//! Schist, a partial evaluator for a small dynamic scripting language.
//!
//! Programs are evaluated ahead of time as far as their known inputs allow;
//! unknown inputs (declared with `__abstract("name")`) flow through as
//! abstract values, and control flow that depends on them is speculatively
//! evaluated in an effect-capture sandbox and joined back into a single
//! residual program.

pub mod ast;
pub mod completions;
pub mod diagnostics;
pub mod driver;
pub mod effects;
pub mod errors;
pub mod join;
pub mod lexer;
pub mod parser;
pub mod peval;
pub mod printer;
pub mod test_support;
pub mod values;

use thiserror::Error;

pub use ast::{Position, Program, SourceMap, Span};
pub use completions::{AbruptCompletion, Completion, PossiblyAbrupt};
pub use diagnostics::{Diagnostic, DiagnosticHandler, EngineError, EvalResult, Recovery, Severity};
pub use effects::{Effects, EvalState};
pub use errors::{find_similar, levenshtein_distance, render_diagnostic, Colors};
pub use lexer::Lexer;
pub use parser::{parse_source, Parser};
pub use peval::{Evaluator, LoopPolicy, ReducedProgram};
pub use printer::print_program;
pub use values::{Constant, TruthRange, Value};

/// Failure turning source text into an AST.
#[derive(Error, Debug)]
pub enum SourceError {
    #[error("lex error: {0}")]
    Lex(#[from] lexer::LexError),
    #[error("parse error: {0}")]
    Parse(#[from] parser::ParseError),
}

impl SourceError {
    /// The source span where the failure occurred.
    pub fn span(&self) -> &Span {
        match self {
            SourceError::Lex(e) => e.span(),
            SourceError::Parse(e) => e.span(),
        }
    }
}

**Directions:**
Only those lines of the entries above that run from the line containing "pub mod parser;" to the line containing "pub enum SourceError", both included, should be transcribed exactly.

**Solution:**
pub mod parser;
pub mod peval;
pub mod printer;
pub mod test_support;
pub mod values;

use thiserror::Error;

pub use ast::{Position, Program, SourceMap, Span};
pub use completions::{AbruptCompletion, Completion, PossiblyAbrupt};
pub use diagnostics::{Diagnostic, DiagnosticHandler, EngineError, EvalResult, Recovery, Severity};
pub use effects::{Effects, EvalState};
pub use errors::{find_similar, levenshtein_distance, render_diagnostic, Colors};
pub use lexer::Lexer;
pub use parser::{parse_source, Parser};
pub use peval::{Evaluator, LoopPolicy, ReducedProgram};
pub use printer::print_program;
pub use values::{Constant, TruthRange, Value};

/// Failure turning source text into an AST.
#[derive(Error, Debug)]
pub enum SourceError {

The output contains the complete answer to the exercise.